Por outro lado, tivemos iniciativas interessantes que pautaram o combate à extrema direita, como o tribunal popular impulsionado em São Paulo por intelectuais como Safatle e o movimento das mães de maio; a derrota que Sales, a direita e o latifúndio sofreram na CPI do MST, onde Sâmia Bomfim se destacou como linha de frente; e a atuação combativa do deputado Fábio Felix na CPI dos Atos Antidemocráticos, no Distrito Federal. Isso é só uma pequena amostra de que é possível derrotar o bolsonarismo e o golpismo contando com uma estratégia altiva e de aposta na mobilização.
A medida mais importante passa por Bolsonaro ser preso, sua quadrilha (não apenas Mauro Cid, mas também Pazuello) e seu clã serem proscritos e julgados pelos seus crimes. Crimes que tocam o golpismo, mas também devem ser responsabilizados pela corrupção e enriquecimento ilícito e pela morte de centenas de milhares de inocentes na pandemia.
É urgente a demissão de Múcio e o fim dos privilégios aos militares, além da necessária limpa nos aparelhos de inteligência e segurança. Ibaneis Rocha não pode seguir como governador do DF, colaboracionista direto dos chefes de 8 de janeiro, como Anderson Torres. É preciso identificar e asfixiar o financiamento dos golpistas, parte deles feita por latifundiários criminosos, verdadeiros milicianos rurais.
Enfrentamento à linha repressiva nas PM e sua letalidade – como no caso de Tarcísio em SP, onde enfrentamos à polêmica das câmeras, com a direita reforçando a ação violenta. Desmontar o entulho das milícias e do crime organizado, que é uma das fortalezas do bolsonarismo, por exemplo, no Rio de Janeiro.
A linha de conciliação, majoritária no governo e nas entidades do movimento social dirigidas e influenciadas pelo campo lulista, é insuficiente. E organiza derrotas futuras, dando fôlego para as expressões políticas e sociais da extrema direita, apostando na linha de “esfriar os ânimos” para seguir o calendário eleitoral, fazendo concessões ao centrão, aos militares e aos liberais.

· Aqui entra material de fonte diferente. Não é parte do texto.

//! Parser for the .grid workbook format
//!
//! ```text
//! # comment
//! [Sheet name]
//! A1: "Report" style=2
//! B1: 42
//! C1: style=5
//! merge A3:B3
//! ```
//!
//! Cell lines before the first `[...]` header belong to `Sheet1`.

use crate::document::{Sheet, Workbook};
use crate::error::{Result, TabulaError};
use tabula_engine::engine::{CellRef, MergeRange};

const DEFAULT_SHEET: &str = "Sheet1";

/// Largest addressable row and column; larger references are parse errors.
pub const MAX_ROWS: usize = 1_048_576;
pub const MAX_COLS: usize = 16_384;

/// Parse .grid content from a string
pub fn parse_grid_content(content: &str) -> Result<Workbook> {
    let mut workbook = Workbook::new();
    let mut current: Option<Sheet> = None;

    for (line_num, line) in content.lines().enumerate() {
        let line_num = line_num + 1;
        let line = line.trim();

        // Skip empty lines and comments
        if line.is_empty() || line.starts_with('#') {
            continue;
        }

        if let Some(header) = line.strip_prefix('[') {
            let Some(name) = header.strip_suffix(']') else {
                return Err(parse_error(line_num, "Expected ']' after sheet name"));
            };
            let name = name.trim();
            if name.is_empty() {
                return Err(parse_error(line_num, "Empty sheet name"));
            }
            if workbook.sheet(name).is_some() || current.as_ref().is_some_and(|s| s.name == name) {
                return Err(parse_error(line_num, &format!("Duplicate sheet: {}", name)));
            }
            if let Some(sheet) = current.take() {
                workbook.push_sheet(sheet);
            }
            current = Some(Sheet::new(name));
            continue;
        }

        let sheet = current.get_or_insert_with(|| Sheet::new(DEFAULT_SHEET));

        if let Some(spec) = line.strip_prefix("merge ") {
            let range: MergeRange = spec
                .trim()
                .parse()
                .map_err(|e: String| parse_error(line_num, &e))?;
            check_bounds(range.end, line_num)?;
            sheet.merge(range);
            continue;
        }

        // Parse "CELLREF: VALUE" format
        let Some((cell_ref_str, value_str)) = line.split_once(':') else {
            return Err(parse_error(line_num, "Expected 'CELLREF: VALUE' format"));
        };

        let cell_ref_str = cell_ref_str.trim();
        let cell_ref = CellRef::parse_a1(cell_ref_str).ok_or_else(|| {
            parse_error(line_num, &format!("Invalid cell reference: {}", cell_ref_str))
        })?;
        check_bounds(cell_ref, line_num)?;

        let (text, style) = parse_cell_value(value_str.trim(), line_num)?;
        sheet.set_text(cell_ref, &text);
        sheet.set_style(cell_ref, style);
    }

    if let Some(sheet) = current {
        workbook.push_sheet(sheet);
    }
    Ok(workbook)
}

fn parse_error(line: usize, message: &str) -> TabulaError {
    TabulaError::Parse {
        line,
        message: message.to_string(),
    }
}

fn check_bounds(cell: CellRef, line_num: usize) -> Result<()> {
    if cell.row > MAX_ROWS || cell.col > MAX_COLS {
        return Err(parse_error(
            line_num,
            &format!(
                "Cell {} is out of range (max {} rows, {} columns)",
                cell, MAX_ROWS, MAX_COLS
            ),
        ));
    }
    Ok(())
}

/// Parse `"text" style=N`, `number style=N` or `style=N` (each part optional).
fn parse_cell_value(value: &str, line_num: usize) -> Result<(String, u32)> {
    let (text, rest) = if let Some(quoted) = value.strip_prefix('"') {
        let end = closing_quote(quoted)
            .ok_or_else(|| parse_error(line_num, "Unterminated quoted text"))?;
        (unescape_grid_text(&quoted[..end]), quoted[end + 1..].trim())
    } else {
        let (token, rest) = value.split_once(char::is_whitespace).unwrap_or((value, ""));
        if token.is_empty() || token.starts_with("style=") {
            (String::new(), value)
        } else if token.parse::<f64>().is_ok() {
            (token.to_string(), rest.trim())
        } else {
            return Err(parse_error(
                line_num,
                &format!("Invalid value: {}. Use quotes for text.", token),
            ));
        }
    };

    let style = match rest {
        "" => 0,
        attr => attr
            .strip_prefix("style=")
            .and_then(|n| n.trim().parse::<u32>().ok())
            .ok_or_else(|| parse_error(line_num, &format!("Invalid attribute: {}", attr)))?,
    };
    Ok((text, style))
}

/// Byte index of the closing unescaped quote.
fn closing_quote(s: &str) -> Option<usize> {
    let mut escaped = false;
    for (i, ch) in s.char_indices() {
        if escaped {
            escaped = false;
        } else if ch == '\\' {
            escaped = true;
        } else if ch == '"' {
            return Some(i);
        }
    }
    None
}

fn unescape_grid_text(input: &str) -> String {
    let mut out = String::with_capacity(input.len());
    let mut chars = input.chars();
    while let Some(ch) = chars.next() {
        if ch == '\\' {
            match chars.next() {
                Some('\\') => out.push('\\'),
                Some('"') => out.push('"'),
                Some('n') => out.push('\n'),
                Some('r') => out.push('\r'),
                Some('t') => out.push('\t'),
                Some(next) => {
                    out.push('\\');
                    out.push(next);
                }
                None => out.push('\\'),
            }
        } else {
            out.push(ch);
        }
    }
    out
}
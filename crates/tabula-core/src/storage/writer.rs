//! Writer for the .grid workbook format

use crate::document::Workbook;
use crate::error::Result;
use std::fs;
use std::path::Path;

/// Write a workbook to a .grid file
pub fn write_grid(path: &Path, workbook: &Workbook) -> Result<()> {
    fs::write(path, write_grid_content(workbook))?;
    Ok(())
}

/// Write a workbook to a .grid format string
pub fn write_grid_content(workbook: &Workbook) -> String {
    let mut lines = vec!["# Tabula workbook".to_string()];

    for sheet in workbook.sheets() {
        lines.push(String::new());
        lines.push(format!("[{}]", sheet.name));

        // Collect and sort cells by position for consistent output
        let mut cells: Vec<_> = sheet
            .grid
            .iter()
            .map(|entry| (*entry.key(), entry.value().clone()))
            .collect();
        cells.sort_by(|(a, _), (b, _)| a.row.cmp(&b.row).then(a.col.cmp(&b.col)));

        for (cell_ref, cell) in cells {
            let line = match (cell.text.is_empty(), cell.style) {
                (true, 0) => continue,
                (true, style) => format!("{}: style={}", cell_ref, style),
                (false, 0) => format!("{}: \"{}\"", cell_ref, escape_grid_text(&cell.text)),
                (false, style) => format!(
                    "{}: \"{}\" style={}",
                    cell_ref,
                    escape_grid_text(&cell.text),
                    style
                ),
            };
            lines.push(line);
        }

        for range in &sheet.merges {
            lines.push(format!("merge {}", range));
        }
    }

    lines.join("\n") + "\n"
}

fn escape_grid_text(input: &str) -> String {
    let mut out = String::with_capacity(input.len());
    for ch in input.chars() {
        match ch {
            '\\' => out.push_str("\\\\"),
            '"' => out.push_str("\\\""),
            '\n' => out.push_str("\\n"),
            '\r' => out.push_str("\\r"),
            '\t' => out.push_str("\\t"),
            _ => out.push(ch),
        }
    }
    out
}

#[cfg(test)]
mod tests {
    use super::*;
    use crate::storage::parse_grid_content;
    use tabula_engine::engine::CellRef;

    #[test]
    fn test_write_sorted_with_styles_and_merges() {
        let mut wb = Workbook::new();
        let sheet = wb.add_sheet("Data");
        sheet.set_text(CellRef::new(2, 2), "b2");
        sheet.set_text(CellRef::new(1, 1), "a1");
        sheet.set_style(CellRef::new(1, 1), 4);
        sheet.set_style(CellRef::new(3, 1), 1);
        sheet.merge("A3:B3".parse().unwrap());

        let content = write_grid_content(&wb);
        let lines: Vec<_> = content.lines().collect();
        assert_eq!(
            lines,
            vec![
                "# Tabula workbook",
                "",
                "[Data]",
                "A1: \"a1\" style=4",
                "C1: style=1",
                "B2: \"b2\"",
                "merge A3:B3",
            ]
        );
    }

    #[test]
    fn test_escaped_text_reads_back() {
        let mut wb = Workbook::new();
        wb.add_sheet("S")
            .set_text(CellRef::new(1, 1), "line1\nsaid \"x\" \\ tab\t");
        let parsed = parse_grid_content(&write_grid_content(&wb)).unwrap();
        assert_eq!(
            parsed.sheet("S").unwrap().text(&CellRef::new(1, 1)),
            "line1\nsaid \"x\" \\ tab\t"
        );
    }
}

Em 2024, coordenar a luta contra a extrema direita, inclusive no âmbito internacional, passa por organizar campanhas para ganhar maioria social e esmagar a extrema direita, no âmbito das ruas, da maioria do povo e mesmo no terreno eleitoral, parlamentar e institucional. Disputar as bases das forças armadas, das polícias; atuar para colocar o agrobolsonarismo na defensiva, defendendo os lutadores do campo, quilombolas, indígenas, ribeirinhos e camponeses.
Participaremos dos atos do dia 8, embora bastante institucionais e diluídos na chamada genérica de defesa da democracia, levando a bandeira da prisão imediata de Bolsonaro e a necessidade de ampliar a mobilização para tanto. Não se pode ter liberdade para os inimigos da liberdade.